Yes. In light of the conviction for falsifying documents to “disguise” hush money payments Trump Org/Trump made to women as “legal expenses” this 2016 rape allegation takes on new import.

Trump was convicted of falsifying documents to HIDE Daniels/McDougal infidelities to protect Trump’s odds in 2016 election per court testimony. Jane Doe & witness Tiffany Doe had a court date of 6 Dec 2016. But on 4 Nov 2016, the case was dropped. Four days before 8 Nov election. THOSE are FACTs. A second billionaire, Leon Black, was similarly accused in July 2023 of raping a teen at Epstein’s NY mansion. And, his case was similarly dropped in 2024. Black “settled” a case for $62M in Virgin Islands, where Epstein kept a separate residence.

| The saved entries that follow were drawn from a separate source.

use crate::fence::FenceTracker;
use crate::logging::{self, LogLevel};
use crate::measurement::core::{
    BlockWindow, DetachReason, DispatchSlot, GroupOp, MeasurementId, SlotOutcome,
};
use crate::tag::{TagBlock, TagKind};
use crate::telemetry::TelemetryStore;
use crossbeam_queue::SegQueue;
use std::sync::Arc;
use std::time::Instant;

/// Mutation of the attached-measurement list, posted by client threads and
/// drained by the dispatcher between blocks.
pub(crate) enum Command {
    Attach {
        slot: Arc<dyn DispatchSlot>,
    },
    Detach {
        id: MeasurementId,
    },
    Synchronized {
        ids: Vec<MeasurementId>,
        op: GroupOp,
    },
}

/// Single-threaded fan-out stage. Owns the ordered list of attached
/// measurements and routes every block through them in registration order,
/// merging virtual-channel output into the working set as it goes.
pub(crate) struct Dispatcher {
    slots: Vec<Arc<dyn DispatchSlot>>,
    commands: Arc<SegQueue<Command>>,
    fences: Arc<FenceTracker>,
    telemetry: Arc<TelemetryStore>,
}

impl Dispatcher {
    pub(crate) fn new(
        commands: Arc<SegQueue<Command>>,
        fences: Arc<FenceTracker>,
        telemetry: Arc<TelemetryStore>,
    ) -> Self {
        Self {
            slots: Vec::new(),
            commands,
            fences,
            telemetry,
        }
    }

    /// Applies queued attach/detach/synchronized operations. Runs between
    /// blocks so every mutation lands on a block boundary.
    pub(crate) fn drain_commands(&mut self) {
        while let Some(command) = self.commands.pop() {
            match command {
                Command::Attach { slot } => self.slots.push(slot),
                Command::Detach { id } => {
                    if let Some(pos) = self.slots.iter().position(|s| s.id() == id) {
                        let slot = self.slots.remove(pos);
                        slot.mark_detached();
                    }
                }
                Command::Synchronized { ids, op } => {
                    for id in ids {
                        if let Some(slot) = self.slots.iter().find(|s| s.id() == id) {
                            slot.apply(op);
                        }
                    }
                }
            }
        }
    }

    pub(crate) fn dispatch(&mut self, block: TagBlock) {
        self.drain_commands();

        if block.tags.iter().any(|t| t.kind == TagKind::Error) {
            logging::log(
                LogLevel::Warning,
                "error tag in stream, global time reference invalid until the next fence",
            );
        }

        let window = BlockWindow {
            begin: block.begin,
            end: block.end,
            fence: block.fence,
        };
        let mut tags = block.tags;
        let mut detached = Vec::new();
        for (index, slot) in self.slots.iter().enumerate() {
            let started = Instant::now();
            match slot.deliver(&mut tags, window) {
                SlotOutcome::Skipped => {}
                SlotOutcome::Delivered {
                    modified,
                    tags_seen,
                } => {
                    if modified {
                        // Stable by-time sort keeps emission order of
                        // simultaneous tags, so consumers registered after
                        // the producer observe its output.
                        tags.sort_by_key(|t| t.time);
                    }
                    self.telemetry
                        .record(slot.id(), slot.label(), tags_seen, started.elapsed());
                }
                SlotOutcome::Detach(reason) => {
                    match reason {
                        DetachReason::Aborted => logging::log(
                            LogLevel::Info,
                            &format!("measurement {} aborted, detaching", slot.id()),
                        ),
                        DetachReason::Failed(message) => logging::log(
                            LogLevel::Error,
                            &format!("measurement {} failed: {message}", slot.id()),
                        ),
                    }
                    detached.push(index);
                }
            }
        }
        for index in detached.into_iter().rev() {
            let slot = self.slots.remove(index);
            slot.mark_detached();
        }

        // Observed only after the fan-out: a satisfied fence wait implies
        // every consumer has processed every preceding tag.
        self.fences.observe(window.fence);
        self.drain_commands();
    }

    /// End of stream: every attached measurement receives `on_stop` and the
    /// list is dropped so destructors do not block on a drained engine.
    pub(crate) fn finish(&mut self) {
        self.drain_commands();
        for slot in self.slots.drain(..) {
            slot.finish_stream();
            slot.mark_detached();
        }
    }
}
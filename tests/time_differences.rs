use std::sync::Arc;
use tagstream::{
    BlockPolicy, EngineConfig, Histogram, InjectionSource, StreamEngine, Tag, TimeDifferences,
};

fn pipeline() -> (StreamEngine, InjectionSource) {
    let source = InjectionSource::new(BlockPolicy::default());
    let engine =
        StreamEngine::start(EngineConfig::default(), Arc::new(source.clone())).expect("engine");
    (engine, source)
}

fn events(channel: i32, times: &[i64]) -> Vec<Tag> {
    times.iter().map(|t| Tag::event(*t, channel)).collect()
}

fn merged(mut tags: Vec<Tag>) -> Vec<Tag> {
    tags.sort_by_key(|t| t.time);
    tags
}

#[test]
fn rollover_cycles_through_histograms() {
    let (engine, source) = pipeline();
    let td = TimeDifferences::new(&engine, 1, Some(2), Some(3), None, 5, 10, 3).unwrap();
    let mut tags = Vec::new();
    tags.extend(events(2, &[0]));
    tags.extend(events(1, &[10]));
    tags.extend(events(3, &[50]));
    tags.extend(events(2, &[100]));
    tags.extend(events(1, &[115]));
    tags.extend(events(3, &[150]));
    tags.extend(events(2, &[200]));
    tags.extend(events(1, &[225]));
    tags.extend(events(3, &[250]));
    tags.extend(events(2, &[300]));
    tags.extend(events(1, &[310]));
    source.inject(&merged(tags)).unwrap();
    source.advance(400).unwrap();
    assert!(engine.sync(2_000));

    let data = td.data();
    // dt = 10 -> bin 2 of histogram 0, twice (before and after the rollover)
    assert_eq!(data[0][2], 2);
    // dt = 15 -> bin 3 of histogram 1
    assert_eq!(data[1][3], 1);
    // dt = 25 -> bin 5 of histogram 2
    assert_eq!(data[2][5], 1);
    assert_eq!(data.iter().flatten().sum::<i32>(), 4);
    assert_eq!(td.counts(), 1);
    assert_eq!(td.histogram_index(), 0);
}

#[test]
fn sync_channel_gates_accumulation() {
    let (engine, source) = pipeline();
    let td = TimeDifferences::new(&engine, 1, Some(2), Some(3), Some(4), 5, 10, 2).unwrap();
    // Clicks before the first sync+next pair are discarded.
    assert_eq!(td.histogram_index(), -2);
    let mut tags = Vec::new();
    tags.extend(events(2, &[0]));
    tags.extend(events(1, &[10]));
    tags.extend(events(4, &[20])); // sync
    tags.extend(events(3, &[30])); // next -> histogram 0
    tags.extend(events(2, &[100]));
    tags.extend(events(1, &[112]));
    source.inject(&merged(tags)).unwrap();
    source.advance(200).unwrap();
    assert!(engine.sync(2_000));

    let data = td.data();
    assert_eq!(data[0][2], 1); // dt = 12
    assert_eq!(data.iter().flatten().sum::<i32>(), 1);
    assert_eq!(td.histogram_index(), 0);
}

#[test]
fn max_counts_stops_the_measurement() {
    let (engine, source) = pipeline();
    let td = TimeDifferences::new(&engine, 1, Some(2), Some(3), None, 5, 10, 1).unwrap();
    td.set_max_counts(2);
    let mut tags = Vec::new();
    tags.extend(events(2, &[0]));
    tags.extend(events(1, &[10]));
    tags.extend(events(3, &[50, 60])); // two rollovers with n_histograms = 1
    tags.extend(events(2, &[100]));
    tags.extend(events(1, &[110]));
    source.inject(&merged(tags)).unwrap();
    source.advance(200).unwrap();
    assert!(engine.sync(2_000));

    assert!(td.ready());
    assert_eq!(td.counts(), 2);
    assert!(!td.is_running());
    // The click after the cap never landed.
    assert_eq!(td.data()[0][2], 1);
}

#[test]
fn histogram_defaults_to_autocorrelation() {
    let (engine, source) = pipeline();
    let hist = Histogram::new(&engine, 1, None, 10, 10).unwrap();
    source.inject(&events(1, &[0, 30, 45])).unwrap();
    source.advance(200).unwrap();
    assert!(engine.sync(2_000));

    let data = hist.data();
    assert_eq!(data[3], 1); // 30 - 0
    assert_eq!(data[4], 1); // 45 - 0
    assert_eq!(data[1], 1); // 45 - 30
    assert_eq!(data.iter().sum::<i32>(), 3);
    assert_eq!(hist.index(), (0..10).map(|i| i * 10).collect::<Vec<_>>());
}

#[test]
fn start_channel_histogram() {
    let (engine, source) = pipeline();
    let hist = Histogram::new(&engine, 1, Some(2), 10, 10).unwrap();
    let mut tags = events(2, &[0]);
    tags.extend(events(1, &[15, 95, 120]));
    source.inject(&merged(tags)).unwrap();
    source.advance(200).unwrap();
    assert!(engine.sync(2_000));

    let data = hist.data();
    assert_eq!(data[1], 1); // dt = 15
    assert_eq!(data[9], 1); // dt = 95
    assert_eq!(data.iter().sum::<i32>(), 2); // dt = 120 is out of range
}
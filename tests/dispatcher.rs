use std::collections::BTreeSet;
use std::sync::{Arc, Mutex};
use tagstream::{
    attach_custom, BlockPolicy, BlockWindow, Counter, EngineConfig, InjectionSource, Measurement,
    NextError, StreamEngine, Tag, TagBatch, TimeTagStream, VIRTUAL_CHANNEL_BASE,
};

fn pipeline() -> (StreamEngine, InjectionSource) {
    let source = InjectionSource::new(BlockPolicy::default());
    let engine =
        StreamEngine::start(EngineConfig::default(), Arc::new(source.clone())).expect("engine");
    (engine, source)
}

fn events(channel: i32, times: &[i64]) -> Vec<Tag> {
    times.iter().map(|t| Tag::event(*t, channel)).collect()
}

struct Recorder {
    windows: Arc<Mutex<Vec<(i64, i64)>>>,
    seen: Arc<Mutex<Vec<Tag>>>,
}

impl Measurement for Recorder {
    fn next(&mut self, batch: &mut TagBatch<'_>, window: BlockWindow) -> Result<bool, NextError> {
        if window.end > window.begin {
            self.windows.lock().unwrap().push((window.begin, window.end));
        }
        for i in 0..batch.len() {
            let tag = batch.get(i);
            if tag.is_event() {
                self.seen.lock().unwrap().push(tag);
            }
        }
        Ok(false)
    }
}

#[test]
fn deliveries_cover_abutting_intervals() {
    let (engine, source) = pipeline();
    let windows = Arc::new(Mutex::new(Vec::new()));
    let seen = Arc::new(Mutex::new(Vec::new()));
    let _recorder = attach_custom(
        &engine,
        Recorder {
            windows: windows.clone(),
            seen: seen.clone(),
        },
        BTreeSet::from([1]),
    );

    source.inject(&events(1, &[100])).unwrap();
    source.advance(1_000).unwrap();
    source.inject(&events(1, &[1_500])).unwrap();
    source.advance(2_000).unwrap();
    source.advance(2_500).unwrap();
    assert!(engine.sync(2_000));

    let windows = windows.lock().unwrap().clone();
    assert!(windows.len() >= 3);
    for pair in windows.windows(2) {
        assert_eq!(pair[0].1, pair[1].0);
    }
}

#[test]
fn fences_wait_for_processing() {
    let (engine, source) = pipeline();
    let fence = engine.fence();
    assert!(engine.wait_for_fence(fence, 2_000));
    // Polling an already passed fence succeeds without waiting.
    assert!(engine.wait_for_fence(fence, 0));
    // Future fences time out.
    assert!(!engine.wait_for_fence(fence + 10, 50));
    drop(source);
}

#[test]
fn zero_tag_blocks_advance_capture_and_stop() {
    let (engine, source) = pipeline();
    let counter = Counter::new(&engine, vec![1], 1_000, 4).unwrap();
    counter.start_for(2_000_000, true);
    source.advance(500_000).unwrap();
    source.advance(5_000_000).unwrap();
    assert!(engine.sync(2_000));

    assert!(counter.wait_until_finished(2_000));
    assert!(!counter.is_running());
    assert_eq!(counter.capture_duration(), 2_000_000);
}

#[test]
fn start_for_bounds_the_capture_duration() {
    let (engine, source) = pipeline();
    let counter = Counter::new(&engine, vec![1], 1_000_000, 4).unwrap();
    counter.start_for(1_500_000, true);
    for i in 1i64..=4 {
        source.inject(&events(1, &[i * 1_000_000 - 500_000])).unwrap();
        source.advance(i * 1_000_000).unwrap();
    }
    assert!(engine.sync(2_000));

    assert!(counter.wait_until_finished(2_000));
    assert!(counter.capture_duration() >= 1_500_000);
    assert!(counter.capture_duration() < 1_500_000 + 1_000_000);
}

#[test]
fn wait_until_finished_rejects_unbounded_measurements() {
    let (engine, _source) = pipeline();
    let counter = Counter::new(&engine, vec![1], 1_000, 4).unwrap();
    assert!(counter.is_running());
    assert!(!counter.wait_until_finished(10));
}

#[test]
fn virtual_tags_reach_only_later_consumers() {
    let (engine, source) = pipeline();
    // Attached before the producer exists: never sees its output.
    let early = TimeTagStream::new(&engine, 100, vec![VIRTUAL_CHANNEL_BASE]).unwrap();
    let combiner = tagstream::Combiner::new(&engine, vec![1]).unwrap();
    assert_eq!(combiner.channel(), VIRTUAL_CHANNEL_BASE);
    let late = TimeTagStream::new(&engine, 100, vec![combiner.channel()]).unwrap();

    source.inject(&events(1, &[100, 200])).unwrap();
    source.advance(1_000).unwrap();
    assert!(engine.sync(2_000));

    assert_eq!(early.take().len(), 0);
    assert_eq!(late.take().timestamps, vec![100, 200]);
}

#[test]
fn abort_detaches_promptly_and_spares_the_rest() {
    let (engine, source) = pipeline();
    let doomed = Counter::new(&engine, vec![1], 1_000, 4).unwrap();
    let survivor = Counter::new(&engine, vec![1], 1_000, 4).unwrap();

    doomed.abort();
    source.inject(&events(1, &[100])).unwrap();
    source.advance(1_000).unwrap();
    assert!(engine.sync(2_000));

    assert!(!doomed.is_running());
    assert!(survivor.is_running());
    assert_eq!(survivor.data(), vec![vec![0, 0, 0, 1]]);
    // Aborting discards accumulated data.
    assert_eq!(doomed.data(), vec![vec![0, 0, 0, 0]]);
}

#[test]
fn telemetry_tracks_attached_measurements() {
    let (engine, source) = pipeline();
    let _counter = Counter::new(&engine, vec![1], 1_000, 4).unwrap();
    source.inject(&events(1, &[100, 200])).unwrap();
    source.advance(1_000).unwrap();
    assert!(engine.sync(2_000));

    let telemetry = engine.telemetry();
    let entry = telemetry
        .iter()
        .find(|t| t.label == "Counter")
        .expect("counter telemetry");
    assert_eq!(entry.tags_processed, 2);
    assert!(entry.blocks_delivered >= 1);
}

#[test]
fn configuration_reports_measurement_states() {
    let (engine, source) = pipeline();
    let _counter = Counter::new(&engine, vec![1], 1_000, 4).unwrap();
    assert!(engine.sync(2_000));
    let report: serde_json::Value = serde_json::from_str(&engine.configuration()).unwrap();
    assert_eq!(report["measurements"][0]["label"], "Counter");
    assert_eq!(report["measurements"][0]["running"], true);
    drop(source);
}

#[test]
fn handles_detach_cleanly_on_drop() {
    let (engine, source) = pipeline();
    let counter = Counter::new(&engine, vec![1], 1_000, 4).unwrap();
    assert!(!source.transported_channels().is_empty());
    drop(counter);
    assert!(source.transported_channels().is_empty());

    // The stream keeps flowing for everyone else.
    let other = Counter::new(&engine, vec![1], 1_000, 4).unwrap();
    source.inject(&events(1, &[100])).unwrap();
    source.advance(1_000).unwrap();
    assert!(engine.sync(2_000));
    assert_eq!(other.data()[0][3], 1);
}

#[test]
fn end_of_stream_stops_measurements() {
    let (engine, source) = pipeline();
    let counter = Counter::new(&engine, vec![1], 1_000, 4).unwrap();
    source.inject(&events(1, &[100])).unwrap();
    source.close();
    assert!(engine.wait_drained(2_000));
    assert!(!counter.is_running());
}
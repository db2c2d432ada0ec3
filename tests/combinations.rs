use std::sync::Arc;
use tagstream::{
    BlockPolicy, Combinations, EngineConfig, InjectionSource, StreamEngine, Tag, TimeTagStream,
};

fn pipeline() -> (StreamEngine, InjectionSource) {
    let source = InjectionSource::new(BlockPolicy::default());
    let engine =
        StreamEngine::start(EngineConfig::default(), Arc::new(source.clone())).expect("engine");
    (engine, source)
}

fn events(channel: i32, times: &[i64]) -> Vec<Tag> {
    times.iter().map(|t| Tag::event(*t, channel)).collect()
}

fn merged(mut tags: Vec<Tag>) -> Vec<Tag> {
    tags.sort_by_key(|t| t.time);
    tags
}

#[test]
fn emits_combination_and_sum_channels_after_the_guard() {
    let (engine, source) = pipeline();
    let combinations = Combinations::new(&engine, vec![1, 2, 3], 100).unwrap();
    let pair_channel = combinations.channel(&[1, 2]).unwrap();
    let sum2 = combinations.sum_channel(2).unwrap();
    let sum1 = combinations.sum_channel(1).unwrap();
    let stream = TimeTagStream::new(&engine, 100, vec![pair_channel, sum2, sum1]).unwrap();

    let mut tags = events(1, &[1_000]);
    tags.extend(events(2, &[1_050]));
    tags.extend(events(3, &[5_000]));
    source.inject(&merged(tags)).unwrap();
    source.advance(10_000).unwrap();
    assert!(engine.sync(2_000));

    let buffer = stream.take();
    // {1,2} confirmed at 1150, the lone event on 3 at 5100.
    assert_eq!(buffer.timestamps, vec![1_150, 1_150, 5_100]);
    let mut first_two = buffer.channels[..2].to_vec();
    first_two.sort_unstable();
    let mut expected = vec![pair_channel, sum2];
    expected.sort_unstable();
    assert_eq!(first_two, expected);
    assert_eq!(buffer.channels[2], sum1);
}

#[test]
fn clusters_wider_than_the_window_are_discarded() {
    let (engine, source) = pipeline();
    let combinations = Combinations::new(&engine, vec![1, 2, 3], 100).unwrap();
    let sum3 = combinations.sum_channel(3).unwrap();
    let stream = TimeTagStream::new(&engine, 100, vec![sum3]).unwrap();

    // Chained gaps below the window but a total span above it.
    let mut tags = events(1, &[1_000]);
    tags.extend(events(2, &[1_090]));
    tags.extend(events(3, &[1_180]));
    source.inject(&merged(tags)).unwrap();
    source.advance(10_000).unwrap();
    assert!(engine.sync(2_000));

    assert_eq!(stream.take().timestamps, Vec::<i64>::new());
}

#[test]
fn duplicate_events_on_one_channel_count_once() {
    let (engine, source) = pipeline();
    let combinations = Combinations::new(&engine, vec![1, 2], 100).unwrap();
    let sum2 = combinations.sum_channel(2).unwrap();
    let stream = TimeTagStream::new(&engine, 100, vec![sum2]).unwrap();

    let mut tags = events(1, &[1_000, 1_020]);
    tags.extend(events(2, &[1_050]));
    source.inject(&merged(tags)).unwrap();
    source.advance(10_000).unwrap();
    assert!(engine.sync(2_000));

    assert_eq!(stream.take().timestamps, vec![1_150]);
}

#[test]
fn reverse_lookup_returns_the_member_channels() {
    let (engine, _source) = pipeline();
    let combinations = Combinations::new(&engine, vec![4, 5, 6], 100).unwrap();
    let ch = combinations.channel(&[4, 6]).unwrap();
    assert_eq!(combinations.combination(ch), Some(vec![4, 6]));
    assert_eq!(combinations.combination(9999), None);
    assert!(combinations.sum_channel(4).is_err());
    assert!(combinations.channel(&[7]).is_err());
}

98.169.185.169 (talk) 11:47, 15 June 2024 (UTC)[reply]

It's been seven years since the original RfC on this topic. I'd like to reopen the discussion. I only have a few points to make:
a) The court documents relating to Johnson's lawsuits are available to the public. It's not a matter of reasonable dispute that this allegation of sexual misconduct by Donald Trump took place. The case numbers were 1:16-cv-04642 and 5:16-cv-00797-DMG-KS.
b) The cases were noteworthy enough to receive full coverage in the Daily Mail, PBS, MSNBC, The Guardian, Newsweek, Politico: in some instances she is referred to as Katie Johnson, elsewhere as Jane Doe. The level of coverage was similar to the that related to Summer Zervos, Kristin Heller or Lisa Boyne, whose cases are covered in this Wikipedia article.
c) The cases are referenced elsewhere in Wikipedia: in Legal affairs of Donald Trump and List of lawsuits involving Donald Trump.
In terms of the letter of Wikipedia rules, or in terms of consistent practice, I don't see any logical reason to exclude this notable sexual misconduct allegation against Donald Trump from this article on Donald Trump sexual misconduct allegations. Ordinary Person (talk) 01:31, 2 May 2023 (UTC)[reply]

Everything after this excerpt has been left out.